══ PROVIDED DATA
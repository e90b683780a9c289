use crate::auth::TokenStore;
use crate::error::{JobBoardError, Result};
use crate::types::*;
use log::{debug, warn};
use reqwest::header::{HeaderMap, HeaderValue, AUTHORIZATION, CONTENT_TYPE};
use reqwest::{Client as HttpClient, Method, Request, Response, StatusCode};
use serde::de::DeserializeOwned;
use serde::Serialize;
use serde_json::Value;
use std::time::Duration;
use url::Url;

const DEFAULT_TIMEOUT_SECONDS: u64 = 10;

/// A client for the job-board platform REST API.
///
/// Handles bearer authentication, request building, and response parsing
/// for the auth, jobs, résumés, applications, chat, and SmartBot
/// endpoints. A successful [`login`](Client::login) stores the issued
/// token in the shared [`TokenStore`]; a 401 from any endpoint clears it
/// again, so observers of the store see the session end.
///
/// # Examples
///
/// ```no_run
/// use jobboard_connector_rs::auth::TokenStore;
/// use jobboard_connector_rs::rest::Client;
/// use jobboard_connector_rs::types::LoginRequest;
///
/// #[tokio::main]
/// async fn main() {
///     let tokens = TokenStore::new();
///     let client = Client::new("http://localhost:8000", tokens.clone(), None)
///         .expect("Failed to create client");
///
///     client
///         .login(&LoginRequest { email: "me@example.com", password: "hunter2" })
///         .await
///         .expect("Login failed");
///     assert!(tokens.is_authenticated());
/// }
/// ```
#[derive(Clone)]
pub struct Client {
    /// The underlying HTTP client used for making requests.
    http_client: HttpClient,
    /// Base URL of the backend, e.g. `http://localhost:8000`.
    base_url: Url,
    /// Shared credential slot, also read by the WebSocket side.
    tokens: TokenStore,
}

impl Client {
    /// Creates a new REST client.
    ///
    /// # Arguments
    ///
    /// * `base_url` - Backend origin, without a trailing API path
    /// * `tokens` - Shared token store; may be empty until `login`
    /// * `timeout_sec` - Optional request timeout (defaults to 10s)
    pub fn new(base_url: &str, tokens: TokenStore, timeout_sec: Option<u64>) -> Result<Self> {
        let base_url = Url::parse(base_url)?;
        let timeout = Duration::from_secs(timeout_sec.unwrap_or(DEFAULT_TIMEOUT_SECONDS));
        let http_client = HttpClient::builder().timeout(timeout).build()?;

        Ok(Self {
            http_client,
            base_url,
            tokens,
        })
    }

    /// Builds a request for `path`, attaching the bearer token when one
    /// is present.
    fn build_request<T: Serialize>(
        &self,
        method: Method,
        path: &str,
        body: Option<&T>,
    ) -> Result<Request> {
        let url = self.base_url.join(path)?;

        let mut headers = HeaderMap::new();
        headers.insert(CONTENT_TYPE, HeaderValue::from_static("application/json"));
        if let Some(token) = self.tokens.get() {
            headers.insert(
                AUTHORIZATION,
                HeaderValue::from_str(&format!("Bearer {}", token))?,
            );
        }

        let mut builder = self.http_client.request(method, url).headers(headers);
        if let Some(body) = body {
            builder = builder.json(body);
        }
        Ok(builder.build()?)
    }

    async fn send_request<T: DeserializeOwned>(&self, request: Request) -> Result<T> {
        debug!("{} {}", request.method(), request.url().path());
        let response = self.http_client.execute(request).await?;

        if response.status() == StatusCode::UNAUTHORIZED {
            // Session credential is no longer valid; drop it so the rest
            // of the process stops presenting it.
            warn!("Received 401, clearing stored auth token");
            self.tokens.clear();
        }

        Self::handle_response(response).await
    }

    /// Shared logic to handle response status and body parsing.
    async fn handle_response<T: DeserializeOwned>(response: Response) -> Result<T> {
        let status = response.status();
        let headers = response.headers().clone();

        if status.is_success() {
            let parsed_body = response.json::<T>().await?;
            return Ok(parsed_body);
        }

        let error_body: Option<Value> = response.json::<Value>().await.ok();
        // FastAPI-style errors carry the human-readable part in `detail`,
        // either as a string or a structured validation payload.
        let message = match error_body.as_ref().map(|body| &body["detail"]) {
            Some(Value::String(detail)) => detail.clone(),
            Some(Value::Null) | None => {
                format!("Request failed with status {}", status)
            }
            Some(detail) => detail.to_string(),
        };

        let error = if status.is_client_error() {
            JobBoardError::ClientError {
                status,
                message,
                detail: error_body,
                header: headers,
            }
        } else {
            JobBoardError::ServerError {
                status,
                message,
                header: headers,
            }
        };
        Err(error)
    }

    async fn get<T: DeserializeOwned>(&self, path: &str) -> Result<T> {
        let request = self.build_request::<()>(Method::GET, path, None)?;
        self.send_request(request).await
    }

    async fn post<B: Serialize, T: DeserializeOwned>(&self, path: &str, body: &B) -> Result<T> {
        let request = self.build_request(Method::POST, path, Some(body))?;
        self.send_request(request).await
    }

    async fn put<B: Serialize, T: DeserializeOwned>(&self, path: &str, body: &B) -> Result<T> {
        let request = self.build_request(Method::PUT, path, Some(body))?;
        self.send_request(request).await
    }

    async fn delete<T: DeserializeOwned>(&self, path: &str) -> Result<T> {
        let request = self.build_request::<()>(Method::DELETE, path, None)?;
        self.send_request(request).await
    }

    // --- Auth ---

    /// Registers a new account. Does not log in.
    pub async fn register(&self, request: &RegisterRequest<'_>) -> Result<User> {
        self.post("/api/auth/register", request).await
    }

    /// Logs in and stores the issued access token in the [`TokenStore`].
    pub async fn login(&self, request: &LoginRequest<'_>) -> Result<TokenResponse> {
        let response: TokenResponse = self.post("/api/auth/login", request).await?;
        self.tokens.set(response.access_token.clone());
        Ok(response)
    }

    /// Fetches the profile of the authenticated user.
    pub async fn get_current_user(&self) -> Result<User> {
        self.get("/api/auth/me").await
    }

    // --- Jobs ---

    /// Lists job postings, optionally filtered and paginated.
    pub async fn get_jobs(&self, params: Option<&GetJobsParams<'_>>) -> Result<JobListResponse> {
        let path = match params {
            Some(params) => {
                let query = serde_qs::to_string(params)?;
                if query.is_empty() {
                    "/api/jobs/".to_string()
                } else {
                    format!("/api/jobs/?{}", query)
                }
            }
            None => "/api/jobs/".to_string(),
        };
        self.get(&path).await
    }

    pub async fn get_job(&self, job_id: u64) -> Result<Job> {
        self.get(&format!("/api/jobs/{}", job_id)).await
    }

    pub async fn create_job(&self, request: &CreateJobRequest<'_>) -> Result<Job> {
        self.post("/api/jobs/", request).await
    }

    pub async fn update_job(&self, job_id: u64, request: &UpdateJobRequest<'_>) -> Result<Job> {
        self.put(&format!("/api/jobs/{}", job_id), request).await
    }

    pub async fn delete_job(&self, job_id: u64) -> Result<Ack> {
        self.delete(&format!("/api/jobs/{}", job_id)).await
    }

    /// Lists the postings owned by the authenticated employer.
    pub async fn get_my_jobs(&self) -> Result<Vec<Job>> {
        self.get("/api/jobs/my/jobs").await
    }

    // --- Résumés ---

    pub async fn get_resumes(&self) -> Result<Vec<Resume>> {
        self.get("/api/resumes/").await
    }

    pub async fn get_resume(&self, resume_id: u64) -> Result<Resume> {
        self.get(&format!("/api/resumes/{}", resume_id)).await
    }

    pub async fn create_resume(&self, request: &CreateResumeRequest<'_>) -> Result<Resume> {
        self.post("/api/resumes/", request).await
    }

    pub async fn update_resume(
        &self,
        resume_id: u64,
        request: &UpdateResumeRequest<'_>,
    ) -> Result<Resume> {
        self.put(&format!("/api/resumes/{}", resume_id), request)
            .await
    }

    pub async fn delete_resume(&self, resume_id: u64) -> Result<Ack> {
        self.delete(&format!("/api/resumes/{}", resume_id)).await
    }

    // --- Applications ---

    pub async fn get_applications(&self) -> Result<Vec<Application>> {
        self.get("/api/applications/").await
    }

    pub async fn get_application(&self, application_id: u64) -> Result<Application> {
        self.get(&format!("/api/applications/{}", application_id))
            .await
    }

    pub async fn create_application(
        &self,
        request: &CreateApplicationRequest<'_>,
    ) -> Result<Application> {
        self.post("/api/applications/", request).await
    }

    /// Updates an application; employers use this to change its status.
    pub async fn update_application(
        &self,
        application_id: u64,
        request: &UpdateApplicationRequest<'_>,
    ) -> Result<Application> {
        self.put(&format!("/api/applications/{}", application_id), request)
            .await
    }

    pub async fn delete_application(&self, application_id: u64) -> Result<Ack> {
        self.delete(&format!("/api/applications/{}", application_id))
            .await
    }

    /// Fetches the résumé attached to an application.
    pub async fn get_application_resume(&self, application_id: u64) -> Result<Resume> {
        self.get(&format!("/api/applications/{}/resume", application_id))
            .await
    }

    // --- Chat ---

    /// Sends a message to the general assistant. Omitting `session_id`
    /// starts a new session; the response carries the id to continue it.
    pub async fn send_chat_message(&self, request: &ChatRequest<'_>) -> Result<ChatResponse> {
        self.post("/api/chat/", request).await
    }

    pub async fn get_chat_session(&self, session_id: &str) -> Result<ChatSession> {
        self.get(&format!("/api/chat/sessions/{}", session_id)).await
    }

    pub async fn get_chat_sessions(&self) -> Result<Vec<ChatSession>> {
        self.get("/api/chat/sessions").await
    }

    // --- SmartBot ---

    /// Opens (or resumes) a screening interview for an application. The
    /// first half of the two-call protocol; follow with repeated
    /// [`send_smartbot_message`](Client::send_smartbot_message) calls.
    pub async fn start_analysis(&self, application_id: u64) -> Result<StartAnalysisResponse> {
        self.post(
            "/api/smartbot/start-analysis",
            &StartAnalysisRequest { application_id },
        )
        .await
    }

    /// Employer-initiated variant of [`start_analysis`](Client::start_analysis).
    pub async fn start_employer_analysis(
        &self,
        application_id: u64,
    ) -> Result<StartAnalysisResponse> {
        self.post(
            "/api/smartbot/employer/start-analysis",
            &StartAnalysisRequest { application_id },
        )
        .await
    }

    /// Sends one interview answer; when the interview completes the
    /// response carries the finished [`CandidateAnalysis`].
    pub async fn send_smartbot_message(
        &self,
        request: &SmartBotChatRequest<'_>,
    ) -> Result<SmartBotChatResponse> {
        self.post("/api/smartbot/chat", request).await
    }

    pub async fn get_smartbot_session(&self, session_id: &str) -> Result<SmartBotSession> {
        self.get(&format!("/api/smartbot/sessions/{}", session_id))
            .await
    }

    pub async fn get_smartbot_session_messages(
        &self,
        session_id: &str,
    ) -> Result<Vec<SmartBotMessage>> {
        self.get(&format!("/api/smartbot/sessions/{}/messages", session_id))
            .await
    }

    pub async fn get_candidate_analysis(&self, application_id: u64) -> Result<CandidateAnalysis> {
        self.get(&format!("/api/smartbot/analysis/{}", application_id))
            .await
    }

    /// Lists the screening results for every application to a job.
    pub async fn get_employer_job_analyses(
        &self,
        job_id: u64,
    ) -> Result<Vec<EmployerAnalysisView>> {
        self.get(&format!("/api/smartbot/employer/applications/{}", job_id))
            .await
    }

    pub async fn get_employer_application_analysis(
        &self,
        application_id: u64,
    ) -> Result<EmployerAnalysisView> {
        self.get(&format!(
            "/api/smartbot/employer/application-analysis/{}",
            application_id
        ))
        .await
    }
}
════
_PROMPT_. The expected answer is a copy of each line above containing "match".

_TASK RESULT_.
        let message = match error_body.as_ref().map(|body| &body["detail"]) {
        let path = match params {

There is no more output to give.